From 9cd4e87073724f76777d20d9498022dd99d3b865 Mon Sep 17 00:00:00 2001
From: dorsha <dorsha@descope.com>
Date: Sun, 8 Dec 2024 16:24:21 +0200
Subject: [PATCH] Multi SSO - allow to pass sso ID for sso start method

---
 descope/internal/auth/sso.go                  |  6 ++++-
 descope/internal/auth/sso_test.go             | 27 ++++++++++++++++---
 descope/sdk/auth.go                           |  3 ++-
 .../tests/mocks/auth/authenticationmock.go    |  6 ++---
 4 files changed, 33 insertions(+), 9 deletions(-)

diff --git a/descope/internal/auth/sso.go b/descope/internal/auth/sso.go
index ed4a65f3..c58fa3d7 100644
--- a/descope/internal/auth/sso.go
+++ b/descope/internal/auth/sso.go
@@ -18,7 +18,7 @@ type ssoStartResponse struct {
 	URL string `json:"url"`
 }
 
-func (auth *sso) Start(ctx context.Context, tenant string, redirectURL string, prompt string, r *http.Request, loginOptions *descope.LoginOptions, w http.ResponseWriter) (url string, err error) {
+func (auth *sso) Start(ctx context.Context, tenant string, redirectURL string, prompt string, ssoID string, r *http.Request, loginOptions *descope.LoginOptions, w http.ResponseWriter) (url string, err error) {
 	if tenant == "" {
 		return "", utils.NewInvalidArgumentError("tenant")
 	}
@@ -31,6 +31,10 @@ func (auth *sso) Start(ctx context.Context, tenant string, redirectURL string, p
 	if len(prompt) > 0 {
 		m["prompt"] = prompt
 	}
+	if len(ssoID) > 0 {
+		m["ssoId"] = ssoID
+	}
+
 	var pswd string
 	if loginOptions.IsJWTRequired() {
 		pswd, err = getValidRefreshToken(r)
diff --git a/descope/internal/auth/sso_test.go b/descope/internal/auth/sso_test.go
index c39e18bd..c32b27ec 100644
--- a/descope/internal/auth/sso_test.go
+++ b/descope/internal/auth/sso_test.go
@@ -29,7 +29,26 @@ func TestSSOStart(t *testing.T) {
 	}))
 	require.NoError(t, err)
 	w := httptest.NewRecorder()
-	urlStr, err := a.SSO().Start(context.Background(), tenant, landingURL, prompt, nil, nil, w)

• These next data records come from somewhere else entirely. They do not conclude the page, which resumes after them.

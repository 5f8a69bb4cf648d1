//! GPU executor for the feedback graph.
//!
//! Mirrors [`FeedbackGraph`](crate::graph::FeedbackGraph): the same
//! [`SimulationVariable`] bookkeeping picks read and write textures, but the
//! stages run as compute passes. Bind groups are built once for every
//! (parity, target) combination so a step or a target switch never allocates.

use std::sync::{mpsc, Arc};

use wgpu::util::DeviceExt;

use super::{GpuContext, STATE_FORMAT, WORKGROUP_SIZE};
use crate::encoding::{StateTexture, TextureKind};
use crate::error::GpuError;
use crate::graph::{GraphSeed, SimulationVariable, TextureId, VariableKind};
use crate::kernels::ForceParams;
use crate::scheduler::Stepper;
use crate::shader;
use crate::target::{Target, TargetSelector};
use crate::uniforms::{PositionUniforms, VelocityUniforms};

const TEXEL_BYTES: u32 = 16;

/// wgpu-backed two-stage simulation.
pub struct ComputeGraph {
    device: Arc<wgpu::Device>,
    queue: Arc<wgpu::Queue>,
    size: u32,
    textures: Vec<wgpu::Texture>,
    views: Vec<wgpu::TextureView>,
    targets: [TextureId; 2],
    velocity: SimulationVariable,
    position: SimulationVariable,
    selector: TargetSelector,
    params: ForceParams,
    velocity_pipeline: wgpu::ComputePipeline,
    position_pipeline: wgpu::ComputePipeline,
    velocity_uniforms: wgpu::Buffer,
    position_uniforms: wgpu::Buffer,
    /// Indexed by `[parity][target]`.
    velocity_bind_groups: [[wgpu::BindGroup; 2]; 2],
    /// Indexed by position parity.
    position_bind_groups: [wgpu::BindGroup; 2],
    frame: u64,
}

impl ComputeGraph {
    /// Upload the seed textures and build both stage pipelines.
    ///
    /// Shader sources are validated with naga first; a failure is returned
    /// as [`GpuError::Shader`].
    pub fn new(ctx: &GpuContext, seed: &GraphSeed, params: ForceParams) -> Result<Self, GpuError> {
        let device = Arc::clone(&ctx.device);
        let queue = Arc::clone(&ctx.queue);
        seed.check()?;
        let size = seed.size();

        let velocity_src = shader::stage_source(VariableKind::Velocity);
        let position_src = shader::stage_source(VariableKind::Position);
        shader::validate(&velocity_src, VariableKind::Velocity.name())?;
        shader::validate(&position_src, VariableKind::Position.name())?;

        // Same arena layout as the CPU executor
        let initial = [
            &seed.targets[0],
            &seed.targets[1],
            &seed.position,
            &seed.position,
            &seed.velocity,
            &seed.velocity,
        ];
        let labels = [
            "Target A",
            "Target B",
            "Position 0",
            "Position 1",
            "Velocity 0",
            "Velocity 1",
        ];
        let textures: Vec<wgpu::Texture> = initial
            .iter()
            .zip(labels)
            .map(|(state, label)| create_state_texture(&device, &queue, state, label))
            .collect();
        let views: Vec<wgpu::TextureView> = textures
            .iter()
            .map(|t| t.create_view(&wgpu::TextureViewDescriptor::default()))
            .collect();

        let targets = [TextureId(0), TextureId(1)];
        let position = SimulationVariable::new(VariableKind::Position, [TextureId(2), TextureId(3)]);
        let velocity = SimulationVariable::new(VariableKind::Velocity, [TextureId(4), TextureId(5)]);

        let velocity_uniforms = device.create_buffer_init(&wgpu::util::BufferInitDescriptor {
            label: Some("Velocity Uniform Buffer"),
            contents: bytemuck::bytes_of(&VelocityUniforms::new(
                velocity.clock().time(),
                size,
                &params,
            )),
            usage: wgpu::BufferUsages::UNIFORM | wgpu::BufferUsages::COPY_DST,
        });
        let position_uniforms = device.create_buffer_init(&wgpu::util::BufferInitDescriptor {
            label: Some("Position Uniform Buffer"),
            contents: bytemuck::bytes_of(&PositionUniforms::new(position.clock().time(), size)),
            usage: wgpu::BufferUsages::UNIFORM | wgpu::BufferUsages::COPY_DST,
        });

        // velocity: uniforms, position, velocity, target, out
        let velocity_layout = device.create_bind_group_layout(&wgpu::BindGroupLayoutDescriptor {
            label: Some("Velocity Bind Group Layout"),
            entries: &[
                uniform_entry(0),
                texture_entry(1),
                texture_entry(2),
                texture_entry(3),
                storage_entry(4),
            ],
        });
        // position: uniforms, position, velocity, out
        let position_layout = device.create_bind_group_layout(&wgpu::BindGroupLayoutDescriptor {
            label: Some("Position Bind Group Layout"),
            entries: &[
                uniform_entry(0),
                texture_entry(1),
                texture_entry(2),
                storage_entry(3),
            ],
        });

        let velocity_pipeline =
            create_stage_pipeline(&device, &velocity_layout, &velocity_src, "Velocity");
        let position_pipeline =
            create_stage_pipeline(&device, &position_layout, &position_src, "Position");

        let velocity_bind_group = |parity: usize, target: TextureId| {
            let pos = position.buffer(parity);
            let vel = velocity.buffer(parity);
            let out = velocity.buffer(1 - parity);
            device.create_bind_group(&wgpu::BindGroupDescriptor {
                label: Some("Velocity Bind Group"),
                layout: &velocity_layout,
                entries: &[
                    wgpu::BindGroupEntry {
                        binding: 0,
                        resource: velocity_uniforms.as_entire_binding(),
                    },
                    view_entry(1, &views[pos.0]),
                    view_entry(2, &views[vel.0]),
                    view_entry(3, &views[target.0]),
                    view_entry(4, &views[out.0]),
                ],
            })
        };
        let velocity_bind_groups = [0, 1].map(|parity| targets.map(|t| velocity_bind_group(parity, t)));

        // Position at parity p reads the velocity written in the same step, which sits at 1 - p
        let position_bind_groups = [0, 1].map(|parity| {
            let pos = position.buffer(parity);
            let vel = velocity.buffer(1 - parity);
            let out = position.buffer(1 - parity);
            device.create_bind_group(&wgpu::BindGroupDescriptor {
                label: Some("Position Bind Group"),
                layout: &position_layout,
                entries: &[
                    wgpu::BindGroupEntry {
                        binding: 0,
                        resource: position_uniforms.as_entire_binding(),
                    },
                    view_entry(1, &views[pos.0]),
                    view_entry(2, &views[vel.0]),
                    view_entry(3, &views[out.0]),
                ],
            })
        });

        tracing::info!(size, particles = size * size, "compute graph ready");

        Ok(Self {
            device,
            queue,
            size,
            textures,
            views,
            targets,
            velocity,
            position,
            selector: TargetSelector::new(),
            params,
            velocity_pipeline,
            position_pipeline,
            velocity_uniforms,
            position_uniforms,
            velocity_bind_groups,
            position_bind_groups,
            frame: 0,
        })
    }

    /// Record one frame's stages into `encoder`.
    ///
    /// Uniforms are written to the queue immediately, so submit the encoder
    /// before encoding another frame.
    pub fn encode(&mut self, encoder: &mut wgpu::CommandEncoder) {
        let workgroups = self.size.div_ceil(WORKGROUP_SIZE);
        let parity = self.position.parity();
        debug_assert_eq!(parity, self.velocity.parity());

        let time = self.velocity.tick();
        let uniforms = VelocityUniforms::new(time, self.size, &self.params);
        self.queue
            .write_buffer(&self.velocity_uniforms, 0, bytemuck::bytes_of(&uniforms));
        {
            let mut pass = encoder.begin_compute_pass(&wgpu::ComputePassDescriptor {
                label: Some("Velocity Pass"),
                timestamp_writes: None,
            });
            pass.set_pipeline(&self.velocity_pipeline);
            pass.set_bind_group(0, &self.velocity_bind_groups[parity][self.selected().index()], &[]);
            pass.dispatch_workgroups(workgroups, workgroups, 1);
        }
        self.velocity.flip();

        let time = self.position.tick();
        let uniforms = PositionUniforms::new(time, self.size);
        self.queue
            .write_buffer(&self.position_uniforms, 0, bytemuck::bytes_of(&uniforms));
        {
            let mut pass = encoder.begin_compute_pass(&wgpu::ComputePassDescriptor {
                label: Some("Position Pass"),
                timestamp_writes: None,
            });
            pass.set_pipeline(&self.position_pipeline);
            pass.set_bind_group(0, &self.position_bind_groups[parity], &[]);
            pass.dispatch_workgroups(workgroups, workgroups, 1);
        }
        self.position.flip();

        self.frame += 1;
    }

    /// Flip the selected target. Takes effect on the next encoded frame.
    pub fn trigger(&mut self) -> Target {
        self.selector.trigger()
    }

    #[inline]
    pub fn selected(&self) -> Target {
        self.selector.current()
    }

    /// Texture the velocity stage will read as its target.
    #[inline]
    pub fn bound_target(&self) -> TextureId {
        self.targets[self.selected().index()]
    }

    #[inline]
    pub fn target_texture(&self, target: Target) -> TextureId {
        self.targets[target.index()]
    }

    #[inline]
    pub fn size(&self) -> u32 {
        self.size
    }

    #[inline]
    pub fn frame(&self) -> u64 {
        self.frame
    }

    /// Handle of the latest position texture. Changes every step.
    #[inline]
    pub fn current_position_id(&self) -> TextureId {
        self.position.current()
    }

    #[inline]
    pub fn current_velocity_id(&self) -> TextureId {
        self.velocity.current()
    }

    /// View of the latest position texture, for this frame only.
    #[inline]
    pub fn current_position_view(&self) -> &wgpu::TextureView {
        &self.views[self.position.current().0]
    }

    #[inline]
    pub fn view(&self, id: TextureId) -> &wgpu::TextureView {
        &self.views[id.0]
    }

    /// Copy a texture back to the host. Blocks until the GPU is idle.
    pub fn read_texture(&self, id: TextureId, kind: TextureKind) -> Result<StateTexture, GpuError> {
        let unpadded = self.size * TEXEL_BYTES;
        let align = wgpu::COPY_BYTES_PER_ROW_ALIGNMENT;
        let padded = unpadded.div_ceil(align) * align;

        let staging = self.device.create_buffer(&wgpu::BufferDescriptor {
            label: Some("State Readback Buffer"),
            size: (padded * self.size) as u64,
            usage: wgpu::BufferUsages::MAP_READ | wgpu::BufferUsages::COPY_DST,
            mapped_at_creation: false,
        });

        let mut encoder = self
            .device
            .create_command_encoder(&wgpu::CommandEncoderDescriptor {
                label: Some("Readback Encoder"),
            });
        encoder.copy_texture_to_buffer(
            wgpu::TexelCopyTextureInfo {
                texture: &self.textures[id.0],
                mip_level: 0,
                origin: wgpu::Origin3d::ZERO,
                aspect: wgpu::TextureAspect::All,
            },
            wgpu::TexelCopyBufferInfo {
                buffer: &staging,
                layout: wgpu::TexelCopyBufferLayout {
                    offset: 0,
                    bytes_per_row: Some(padded),
                    rows_per_image: Some(self.size),
                },
            },
            extent(self.size),
        );
        self.queue.submit(std::iter::once(encoder.finish()));

        let slice = staging.slice(..);
        let (tx, rx) = mpsc::channel();
        slice.map_async(wgpu::MapMode::Read, move |result| {
            let _ = tx.send(result);
        });
        self.device.poll(wgpu::Maintain::Wait);
        rx.recv()
            .map_err(|e| GpuError::BufferMapping(e.to_string()))?
            .map_err(|e| GpuError::BufferMapping(e.to_string()))?;

        let bytes = {
            let data = slice.get_mapped_range();
            let mut bytes = Vec::with_capacity((unpadded * self.size) as usize);
            for row in data.chunks(padded as usize) {
                bytes.extend_from_slice(&row[..unpadded as usize]);
            }
            bytes
        };
        staging.unmap();

        StateTexture::from_bytes(kind, self.size, &bytes)
            .ok_or_else(|| GpuError::BufferMapping("readback size mismatch".into()))
    }

    /// Read the latest particle positions.
    pub fn read_positions(&self) -> Result<StateTexture, GpuError> {
        self.read_texture(self.position.current(), TextureKind::Position)
    }
}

+	urlStr, err := a.SSO().Start(context.Background(), tenant, landingURL, prompt, "", nil, nil, w)
+	require.NoError(t, err)
+	assert.EqualValues(t, uri, urlStr)
+	assert.EqualValues(t, urlStr, w.Result().Header.Get(descope.RedirectLocationCookieName))
+	assert.EqualValues(t, http.StatusTemporaryRedirect, w.Result().StatusCode)
+}
+
+func TestSSOStartWithSSOID(t *testing.T) {
+	uri := "http://test.me"
+	tenant := "tenantID"
+	prompt := "none"
+	landingURL := "https://test.com"
+	ssoID := "lu lu"
+	a, err := newTestAuth(nil, DoRedirect(uri, func(r *http.Request) {
+		assert.EqualValues(t, fmt.Sprintf("%s?prompt=%s&redirectURL=%s&ssoId=%s&tenant=%s", composeSSOStartURL(), prompt, url.QueryEscape(landingURL), url.QueryEscape(ssoID), tenant), r.URL.RequestURI())
+		assert.Nil(t, r.Body)
+	}))
+	require.NoError(t, err)
+	w := httptest.NewRecorder()
+	urlStr, err := a.SSO().Start(context.Background(), tenant, landingURL, prompt, ssoID, nil, nil, w)
 	require.NoError(t, err)
 	assert.EqualValues(t, uri, urlStr)
 	assert.EqualValues(t, urlStr, w.Result().Header.Get(descope.RedirectLocationCookieName))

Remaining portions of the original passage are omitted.